OK, you need to pick an N-channel logic level power mosfet that has a low enough Rds(on) quoted at 7A or more at Vgs around 4.5v, and that has a Vds rating of at least your maximum supply voltage (you mentioned 12v). There are lots to choose from. I use type STP40NF10L as a general purpose power mosfet, and that will certainly do for your application, however there are others costing less that would also be suitable.

Connect the mosfet like this:

  • Source terminal to Arduino ground and to the -ve side of your 12v supply
  • Gate terminal to the Arduino output pin through a 120 ohm resistor
  • Drain terminal to the -ve side of your load
  • +ve side of your load to +12v
  • also connect a 10K resistor from the Arduino output pin to ground (this makes sure the mosfet stays off while the Arduino starts up)
  • if the load is inductive, don't forget to connect a kickback diode in parallel with it (although power mosfets are tolerant of slightly inductive loads anyway)

I just read this page… http://brunningsoftware.co.uk/FET.htm

Looks like it’s pretty simple, and pretty much the same setting up a MOSFET as it is the transistor… Basically the same circuit as… http://www.arduino.cc/playground/uploads/Main/relays.pdf

Apply 5V to the gate, it opens and allows current to flow between the drain/source pins (I think that is the right terminology and idea?)

Any thoughts on the appropriate mosfet’s to use? I’d like 10a continuous to be safe, 15a peak is plenty.

Thanks so much for the advice dc42!

Oop, see that you just responded before I posted this :slight_smile:

Ok, I found that mosfet you mentioned on a supplier page, http://www.newark.com/stmicroelectronics/stp40nf10l/n-channel-mosfet-100v-40a-to-220/dp/26M3697?Ntt=STP40NF10L

Will I need a heat sink and can I operate that right off an arduino pin?

Ah, what about this one? http://www.newark.com/fairchild-semiconductor/mtd3055vl/n-channel-mosfet-60v-12a-to-252/dp/63K5835

Speaking of kickback -- if I have a very high potential ring when turning off, and my controlling transistor has a filter electrolytic capacitor that only likes 12V, should I put a Zener across it? The Zener would conduct forward in the "backwards" direction, and it would start conducting (bringing voltage down to 12V) in the forward direction if there's a large forward voltage.

FlyingSteve: Ok, I found that mosfet you mentioned on a supplier page, http://www.newark.com/stmicroelectronics/stp40nf10l/n-channel-mosfet-100v-40a-to-220/dp/26M3697?Ntt=STP40NF10L

Will I need a heat sink and can I operate that right off an arduino pin?

You will not need a heatsink.
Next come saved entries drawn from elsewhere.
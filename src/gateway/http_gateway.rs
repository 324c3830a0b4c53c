use std::time::Duration;

use async_trait::async_trait;
use serde_json::Value;

use crate::{
    errors::{AppError, AppResult},
    gateway::{GatewayRequest, LanguageModelGateway},
};

/// Forwards requests to an external agent endpoint over HTTP.
pub struct HttpGateway {
    client: reqwest::Client,
    url: String,
}

impl HttpGateway {
    pub fn new(url: impl Into<String>, timeout: Duration) -> AppResult<Self> {
        let client = reqwest::Client::builder()
            .timeout(timeout)
            .build()
            .map_err(|e| AppError::InternalError(format!("Failed to build HTTP client: {}", e)))?;

        Ok(Self {
            client,
            url: url.into(),
        })
    }
}

/// Pulls the reply text out of an agent response body. The agent may answer
/// with plain text, a JSON string, or a `{response}` / `{error}` object.
pub fn reply_text(body: &str) -> AppResult<String> {
    match serde_json::from_str::<Value>(body) {
        Ok(Value::String(text)) => Ok(text),
        Ok(Value::Object(map)) => {
            if let Some(text) = map.get("response").and_then(Value::as_str) {
                return Ok(text.to_string());
            }
            if let Some(error) = map.get("error").and_then(Value::as_str) {
                return Err(AppError::GatewayError(error.to_string()));
            }
            Ok(Value::Object(map).to_string())
        }
        Ok(other) => Ok(other.to_string()),
        Err(_) => Ok(body.to_string()),
    }
}

#[async_trait]
impl LanguageModelGateway for HttpGateway {
    async fn complete(&self, request: &GatewayRequest) -> AppResult<String> {
        log::debug!(
            "POST {} model={} provider={} messages={}",
            self.url,
            request.model_name,
            request.model_provider,
            request.messages.len()
        );

        let response = self
            .client
            .post(&self.url)
            .json(request)
            .send()
            .await
            .map_err(|e| {
                log::error!("Failed to reach language-model agent: {}", e);
                AppError::from(e)
            })?;

        let status = response.status();
        let body = response.text().await?;

        if !status.is_success() {
            log::error!("Agent responded with {}: {}", status, body);
            return Err(AppError::GatewayError(format!(
                "agent responded with {}: {}",
                status, body
            )));
        }

        reply_text(&body)
    }
}
pub mod quiz;
pub mod quiz_question;
pub use quiz::{QuizMode, QuizResult};
pub use quiz_question::QuestionRecord;
use std::collections::VecDeque;
use std::sync::{Arc, Mutex};
use std::time::Duration;

use futures::future::join_all;
use tokio::sync::watch;
use tokio::time::timeout;

use crate::stores::{AuditLog, VectorStore};
use crate::types::{CleanupFailure, DeletionLogEntry, DocumentId, StoreKind};

/// Cooperative cancellation signal for long-running maintenance work
#[derive(Debug, Clone)]
pub(crate) struct CancellationToken {
    sender: watch::Sender<bool>,
    receiver: watch::Receiver<bool>,
}

impl CancellationToken {
    pub fn new() -> Self {
        let (sender, receiver) = watch::channel(false);
        Self { sender, receiver }
    }

    /// Check if cancellation has been requested
    pub fn is_cancelled(&self) -> bool {
        *self.receiver.borrow()
    }

    /// Request cancellation
    pub fn cancel(&self) {
        let _ = self.sender.send(true);
    }
}

/// What a delete batch actually did
#[derive(Debug, Default)]
pub(crate) struct PipelineOutcome {
    /// Keys removed from the store, in processing order
    pub deleted: Vec<DocumentId>,
    /// Per-key failures, including audit appends that failed after a delete
    pub failures: Vec<CleanupFailure>,
    /// Keys that were already gone when their delete ran
    pub already_absent: usize,
}

#[derive(Debug, Default)]
struct Accumulator {
    deleted: Vec<DocumentId>,
    failures: Vec<CleanupFailure>,
    already_absent: usize,
}

/// Fixed-size worker pool that drains a shared candidate queue.
///
/// Parallelism is bounded so a large orphan batch cannot hammer the store
/// with one in-flight delete per key. Every successful delete writes its
/// audit entry immediately, so a cancelled run leaves a log that matches
/// exactly what was removed.
pub(crate) struct DeletePipeline {
    worker_count: usize,
    op_timeout: Duration,
}

impl DeletePipeline {
    pub fn new(worker_count: usize, op_timeout: Duration) -> Self {
        Self {
            worker_count: worker_count.max(1),
            op_timeout,
        }
    }

    /// Delete the candidate vector records, logging each removal
    pub async fn delete_vectors(
        &self,
        store: Arc<dyn VectorStore>,
        audit: Arc<dyn AuditLog>,
        candidates: Vec<DocumentId>,
        cancel: CancellationToken,
    ) -> PipelineOutcome {
        if candidates.is_empty() {
            return PipelineOutcome::default();
        }

        let workers = self.worker_count.min(candidates.len());
        let queue = Arc::new(Mutex::new(VecDeque::from(candidates)));
        let accumulator = Arc::new(Mutex::new(Accumulator::default()));
        let op_timeout = self.op_timeout;

        let mut handles = Vec::with_capacity(workers);
        for worker_id in 0..workers {
            let store = store.clone();
            let audit = audit.clone();
            let queue = queue.clone();
            let accumulator = accumulator.clone();
            let cancel = cancel.clone();

            handles.push(tokio::spawn(async move {
                loop {
                    if cancel.is_cancelled() {
                        log::debug!("🛑 Delete worker {} stopping on cancellation", worker_id);
                        break;
                    }

                    let next = { queue.lock().unwrap().pop_front() };
                    let Some(id) = next else {
                        break;
                    };

                    match timeout(op_timeout, store.delete(&id)).await {
                        Ok(Ok(true)) => {
                            let entry = DeletionLogEntry::cleanup(id.clone(), StoreKind::Vector);
                            match audit.append(entry).await {
                                Ok(()) => {
                                    accumulator.lock().unwrap().deleted.push(id);
                                }
                                Err(e) => {
                                    // The record is gone either way; the missing
                                    // log line must stay visible to the caller
                                    let mut acc = accumulator.lock().unwrap();
                                    acc.deleted.push(id.clone());
                                    acc.failures.push(CleanupFailure::new(
                                        id,
                                        format!("deleted, but audit append failed: {}", e),
                                    ));
                                }
                            }
                        }
                        Ok(Ok(false)) => {
                            // A concurrent run or earlier partial pass got here first
                            accumulator.lock().unwrap().already_absent += 1;
                        }
                        Ok(Err(e)) => {
                            accumulator
                                .lock()
                                .unwrap()
                                .failures
                                .push(CleanupFailure::new(id, e.to_string()));
                        }
                        Err(_) => {
                            accumulator.lock().unwrap().failures.push(CleanupFailure::new(
                                id,
                                format!("delete timed out after {}s", op_timeout.as_secs()),
                            ));
                        }
                    }
                }
            }));
        }

        join_all(handles).await;

        let mut acc = accumulator.lock().unwrap();
        PipelineOutcome {
            deleted: std::mem::take(&mut acc.deleted),
            failures: std::mem::take(&mut acc.failures),
            already_absent: acc.already_absent,
        }
    }
}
The Rds of that mosfet is quoted as 0.036 ohms at 5v Vgs and 20A, so at 3.5A continuous the power dissipated will be (3.5 * 3.5 * 0.036) = 0.441 W. You can drive it straight from the Arduino although a series resistor of about 120 ohm is recomended.

FlyingSteve: Ah, what about this one? http://www.newark.com/fairchild-semiconductor/mtd3055vl/n-channel-mosfet-60v-12a-to-252/dp/63K5835

That one has a much higher Rds(on) so it will dissipate more power and need a heatsink. Newark have several other suitable ones. Look for MOSFET - Single, N channel, Rds(on) test voltage 4.5v or 5v, Rds(on) not more than 0.05 ohm, and the voltage and current rating you want.